Been a while since I've chimed in.
The traveling twin, upon reaching the turnaround point, can just as easily decide to put himself in her place instead of his own.
It seems rather pointless to choose one frame (presumably the one in which he is stationary) on the outbound leg and then switch to her frame for the return journey. It still requires doing a frame rotation (Lorentz transform), an added complication on top of what is required if one just sticks to a single inertial frame the entire time.
I agree with the statement though. It would be 'just as easy' (and no more or less wrong) to do that as it would to do it Mike's way. My point was that it was easier (and no more correct) if the choice was not to do frame switches at all.

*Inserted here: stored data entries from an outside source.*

//! In-memory pod for tests.

use std::cell::{Cell, RefCell};
use std::collections::{BTreeMap, HashSet};

use super::{ContainerSource, ResourceCreator, ResourceFetcher, RootResolver, discover_root};
use crate::error::PodError;
use crate::session::Session;

/// A pod held in memory: containers with their members and text documents.
///
/// Any URL can be marked as failing, which makes every operation on it
/// return `PodError::Http { status: 500 }`.
#[derive(Debug, Default)]
pub struct MemoryPod {
    containers: RefCell<BTreeMap<String, Vec<String>>>,
    documents: RefCell<BTreeMap<String, String>>,
    failing: RefCell<HashSet<String>>,
    listings: Cell<usize>,
}

impl MemoryPod {
    pub fn new() -> Self {
        Self::default()
    }

    /// Add a container (and register it with its parent, if present).
    pub fn add_container(&self, url: &str) {
        self.containers
            .borrow_mut()
            .entry(url.to_string())
            .or_default();
        self.link_to_parent(url);
    }

    /// Add or replace a document (and register it with its parent, if present).
    pub fn put_document(&self, url: &str, body: &str) {
        self.documents
            .borrow_mut()
            .insert(url.to_string(), body.to_string());
        self.link_to_parent(url);
    }

    /// List a raw member URL under a container without creating it.
    pub fn add_member(&self, container: &str, member: &str) {
        self.containers
            .borrow_mut()
            .entry(container.to_string())
            .or_default()
            .push(member.to_string());
    }

    pub fn fail(&self, url: &str) {
        self.failing.borrow_mut().insert(url.to_string());
    }

    pub fn recover(&self, url: &str) {
        self.failing.borrow_mut().remove(url);
    }

    /// Number of container listings served so far.
    pub fn listing_count(&self) -> usize {
        self.listings.get()
    }

    pub fn document(&self, url: &str) -> Option<String> {
        self.documents.borrow().get(url).cloned()
    }

    pub fn has_container(&self, url: &str) -> bool {
        self.containers.borrow().contains_key(url)
    }

    fn link_to_parent(&self, url: &str) {
        let Some(parent) = parent_of(url) else {
            return;
        };
        let mut containers = self.containers.borrow_mut();
        if let Some(members) = containers.get_mut(&parent)
            && !members.iter().any(|m| m == url)
        {
            members.push(url.to_string());
        }
    }

    fn check(&self, url: &str) -> Result<(), PodError> {
        if self.failing.borrow().contains(url) {
            Err(PodError::Http { status: 500 })
        } else {
            Ok(())
        }
    }
}

fn parent_of(url: &str) -> Option<String> {
    let trimmed = url.trim_end_matches('/');
    let (parent, _) = trimmed.rsplit_once('/')?;
    if parent.ends_with('/') {
        return None;
    }
    Some(format!("{parent}/"))
}

impl ContainerSource for MemoryPod {
    async fn contained_resources(&self, folder_url: &str) -> Result<Vec<String>, PodError> {
        self.listings.set(self.listings.get() + 1);
        self.check(folder_url)?;
        self.containers
            .borrow()
            .get(folder_url)
            .cloned()
            .ok_or(PodError::Http { status: 404 })
    }
}

impl ResourceFetcher for MemoryPod {
    async fn fetch_text(&self, url: &str) -> Result<String, PodError> {
        self.check(url)?;
        if let Some(body) = self.documents.borrow().get(url) {
            return Ok(body.clone());
        }
        let containers = self.containers.borrow();
        let members = containers.get(url).ok_or(PodError::Http { status: 404 })?;
        let listing = members
            .iter()
            .map(|m| format!("<{m}>"))
            .collect::<Vec<_>>()
            .join(", ");
        Ok(format!("<> <http://www.w3.org/ns/ldp#contains> {listing} ."))
    }
}

impl ResourceCreator for MemoryPod {
    async fn create_container(&self, url: &str) -> Result<(), PodError> {
        self.check(url)?;
        self.add_container(url);
        Ok(())
    }

    async fn create_file(&self, url: &str, body: &str) -> Result<(), PodError> {
        self.check(url)?;
        self.put_document(url, body);
        Ok(())
    }
}

impl RootResolver for MemoryPod {
    async fn resolve_root(&self, session: &Session) -> Option<String> {
        discover_root(self, session).await
    }
}
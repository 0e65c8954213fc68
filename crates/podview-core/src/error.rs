//! Error types for collaborator and orchestration failures.
//!
//! Parsing and rendering never fail; everything here originates from a
//! remote operation or from validating user input before delegating.

use thiserror::Error;

/// Failure reported by a pod collaborator or the dashboard.
#[derive(Debug, Clone, PartialEq, Eq, Error)]
pub enum PodError {
    /// Network request failed (CORS, offline, aborted).
    #[error("network error: {0}")]
    Network(String),
    /// Non-2xx response from the remote store.
    #[error("HTTP error: {status}")]
    Http { status: u16 },
    /// Request did not complete in time.
    #[error("request timed out")]
    Timeout,
    /// A listed resource URL could not be turned into a node.
    #[error("invalid resource URL '{0}'")]
    InvalidResource(String),
    /// Item creation was requested without a name.
    #[error("Name is required")]
    InvalidName,
    /// Item creation was requested with nothing open.
    #[error("No active session or current folder")]
    NoActiveFolder,
    /// A collaborator is not available in this environment.
    #[error("{0}")]
    Unavailable(String),
}

#[cfg(test)]
mod tests {
    use super::*;

    #[test]
    fn test_messages() {
        assert_eq!(PodError::Http { status: 404 }.to_string(), "HTTP error: 404");
        assert_eq!(PodError::InvalidName.to_string(), "Name is required");
        assert_eq!(
            PodError::Network("offline".into()).to_string(),
            "network error: offline"
        );
    }
}
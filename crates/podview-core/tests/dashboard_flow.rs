//! End-to-end dashboard runs against an in-memory pod.

use std::cell::RefCell;
use std::rc::Rc;

use podview_core::pod::mock::MemoryPod;
use podview_core::{
    CreateRequest, Dashboard, FileView, Intent, ItemKind, RenderedValue, ResourceNode,
    RootResolver, Scalar, Session, SessionTransition,
};

const WEB_ID: &str = "https://alice.example/profile/card#me";
const ROOT: &str = "https://alice.example/pod/";

fn seeded_pod() -> MemoryPod {
    let pod = MemoryPod::new();
    pod.put_document(
        "https://alice.example/profile/card",
        &format!("<{WEB_ID}> <http://www.w3.org/ns/pim/space#storage> <{ROOT}> ."),
    );
    pod.add_container(ROOT);
    pod.add_container("https://alice.example/pod/notes/");
    pod.put_document(
        "https://alice.example/pod/notes/order.ttl",
        r#"@prefix schema: <http://schema.org/> .

<https://alice.example/pod/notes/order.ttl#it>
    a <http://schema.org/Order> ;
    schema:orderDate "2024-05-01T09:30:00Z"^^<http://www.w3.org/2001/XMLSchema#dateTime> ;
    schema:orderedItem [ a <http://schema.org/Product> ; schema:name "Pen" ] .
"#,
    );
    pod.put_document("https://alice.example/pod/readme.txt", "plain words");
    pod
}

#[tokio::test]
async fn browse_open_and_create() {
    let pod = seeded_pod();
    let session = Session::new(Some(WEB_ID.into()), None);
    let root = pod.resolve_root(&session).await;
    assert_eq!(root.as_deref(), Some(ROOT));

    let mut dashboard = Dashboard::new(&pod, session);
    dashboard.dispatch(Intent::Initialize { root }).await;

    let state = dashboard.state();
    assert!(!state.loading);
    let names: Vec<&str> = state
        .folder
        .as_ref()
        .unwrap()
        .items
        .iter()
        .map(|n| n.name.as_str())
        .collect();
    assert_eq!(names, vec!["notes", "readme.txt"]);

    dashboard
        .dispatch(Intent::OpenFolder("https://alice.example/pod/notes/".into()))
        .await;
    let order = dashboard.state().folder.as_ref().unwrap().items[0].clone();
    assert_eq!(order.name, "order.ttl");

    dashboard.dispatch(Intent::OpenFile(order)).await;
    let Some(FileView::Structured(entities)) =
        dashboard.state().open_file.as_ref().map(|f| &f.view)
    else {
        panic!("expected a structured view");
    };
    assert_eq!(entities[0].types, vec!["Order"]);
    assert!(matches!(
        entities[0].properties[0].value,
        RenderedValue::Scalar(Scalar::DateTime { .. })
    ));
    let RenderedValue::Nested(items) = &entities[0].properties[1].value else {
        panic!("expected nested item");
    };
    assert_eq!(items[0].types, vec!["Product"]);

    dashboard.dispatch(Intent::CloseFile).await;
    dashboard.dispatch(Intent::Back).await;
    assert_eq!(dashboard.state().path.as_ref().unwrap().len(), 1);

    dashboard
        .dispatch(Intent::Create(CreateRequest {
            name: "todo.ttl".into(),
            kind: ItemKind::File,
            content: "buy milk".into(),
        }))
        .await;
    let state = dashboard.state();
    assert_eq!(state.error, None);
    assert!(
        state
            .folder
            .as_ref()
            .unwrap()
            .items
            .iter()
            .any(|n| n.name == "todo.ttl")
    );
    assert!(
        pod.document("https://alice.example/pod/todo.ttl")
            .unwrap()
            .contains("\"buy milk\"")
    );
}

#[tokio::test]
async fn failures_surface_and_recover() {
    let pod = seeded_pod();
    let mut dashboard = Dashboard::new(&pod, Session::default());
    dashboard
        .dispatch(Intent::Initialize {
            root: Some(ROOT.into()),
        })
        .await;

    pod.fail(ROOT);
    dashboard.dispatch(Intent::Refresh).await;
    assert_eq!(
        dashboard.state().error.as_deref(),
        Some("Failed to load folder: HTTP error: 500")
    );

    pod.recover(ROOT);
    dashboard.dispatch(Intent::DismissError).await;
    dashboard.dispatch(Intent::Refresh).await;
    assert_eq!(dashboard.state().error, None);

    let missing = ResourceNode::from_url("https://alice.example/pod/gone.txt").unwrap();
    dashboard.dispatch(Intent::OpenFile(missing)).await;
    assert_eq!(
        dashboard.state().error.as_deref(),
        Some("Failed to open file: HTTP error: 404")
    );

    dashboard
        .dispatch(Intent::Create(CreateRequest::default()))
        .await;
    assert_eq!(dashboard.state().error.as_deref(), Some("Name is required"));
}

#[tokio::test]
async fn logout_reports_transition() {
    let pod = seeded_pod();
    let seen = Rc::new(RefCell::new(Vec::new()));
    let sink = Rc::clone(&seen);

    let mut dashboard = Dashboard::new(&pod, Session::new(Some(WEB_ID.into()), None))
        .on_transition(move |t| sink.borrow_mut().push(t));
    dashboard
        .dispatch(Intent::Initialize {
            root: Some(ROOT.into()),
        })
        .await;
    dashboard.dispatch(Intent::Logout).await;

    assert_eq!(*seen.borrow(), vec![SessionTransition::LoggedOut]);
    assert!(dashboard.state().folder.is_none());
    assert!(dashboard.state().session.web_id.is_none());
}

#[tokio::test]
async fn undeterminable_root_leaves_state_empty() {
    let pod = MemoryPod::new();
    let session = Session::new(Some("https://nobody.example/card#me".into()), None);
    let root = pod.resolve_root(&session).await;
    assert_eq!(root, None);

    let mut dashboard = Dashboard::new(&pod, session);
    dashboard.dispatch(Intent::Initialize { root }).await;
    assert!(dashboard.state().path.is_none());
    assert_eq!(pod.listing_count(), 0);
}
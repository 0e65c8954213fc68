//! DOM and Web API utility functions.

use wasm_bindgen::JsCast;
use web_sys::{Storage, Window};

/// Get the browser window object.
#[inline]
pub fn window() -> Option<Window> {
    web_sys::window()
}

/// Get localStorage.
#[inline]
pub fn local_storage() -> Option<Storage> {
    window()?.local_storage().ok()?
}

/// Focus an element by CSS selector.
///
/// Returns `true` if the element was found and focused successfully.
pub fn focus_element(selector: &str) -> bool {
    if let Some(window) = window()
        && let Some(document) = window.document()
        && let Some(element) = document.query_selector(selector).ok().flatten()
        && let Ok(html_element) = element.dyn_into::<web_sys::HtmlElement>()
    {
        html_element.focus().is_ok()
    } else {
        false
    }
}

/// Reload the current page.
pub fn reload() {
    if let Some(window) = window() {
        let _ = window.location().reload();
    }
}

On his entire outbound inertial leg, he MUST use the Time Dilation Equation (TDE)
He would be using the TDE regardless of the arbitrary frame of choice. Nobody says otherwise.
the fundamental assumption of Special Relativity, that any light pulse moves at 186,000 miles per second in any inertial reference frame, according to the people stationary in that inertial frame.
The premise is more accurately stated that "any light pulse moves at 186,000 miles per second in any inertial reference frame". Anybody in any frame, stationary or not, inertial or not, should not be disputing that if they're accepting SR. There are very much those that dispute it, and that would result in a different theory, no less valid.
Yes, the TDE follows from the two premises of SR, and does not follow if the premises are denied.
Why would he WANT to use her frame?
I gave examples where one would very much want to use a different frame. You seemed to agree with them by your lack of response concerning why those examples were wrong, and that the observer in question is obligated to use only the one frame rather than the one I suggested.
In the case of Halc's reasoning, he prefers to use a frame where her age does not change back and forth if the distant twin decides to travel back and forth like the alien riding his bike.
Agree, and since any inertial frame has this desirable property, any arbitrary choice of one of them will do.
Then she would have to conclude that, according to him, her age does change during his turnaround. Note that she KNOWS her age does not change in that way.
I agree with Mike here. If she knows that Bob is using Mike's method, then she would know that her age does change in that way, in the same way that I can know that my age, according the bicycling twin who is using Mike's method, is currently wildly swinging from way-before birth to way-after-death.
It's nothing but an abstraction in the alien's mind after all, nothing physical. Physically, there's just my worldline which has no actual 'current age' unless you're a presentist, and a presentist interpretation is incompatible with Mike's assertions.
My point was that, at each instant of her (the home twin's) life, her brain is in some specific state. None of those states can be changed by what he (the traveling twin) does.
An 'instant' is a frame dependent thing. At each event (not a frame dependent thing), anything at that event is in some specific state. Brains are not treated different than any other state of matter. So agreeing, with qualifications. You seem to treat brains and conclusions as something privileged, when in fact SR is not a theory about brains.
And that's the only way WE can explain it!
This is of course a crock. There are plenty of explanations of the twins scenario that don't do it that way.
My point was that, at each instant of her (the home twin's) life, her brain is in some specific state. None of those states can be changed by what he (the traveling twin) does.
Don't understand this assertion. I can say to my sister (while pacing back and forth) that there's a spider in her hair, and that will very much change her brain state, albeit somewhat in the future of the making of that statement since it takes time for my vocalization to reach her. If you're talking about instant (faster than light) causation, well, you seem to assert that as well in your topics, so you can't have it both ways and deny it here.
One doesn't CHOOSE to "use" a frame
That's what's under contention. We say one can. If you deny it, you need to specify how a different choice violates SR, else it's just you asserting something you can't back.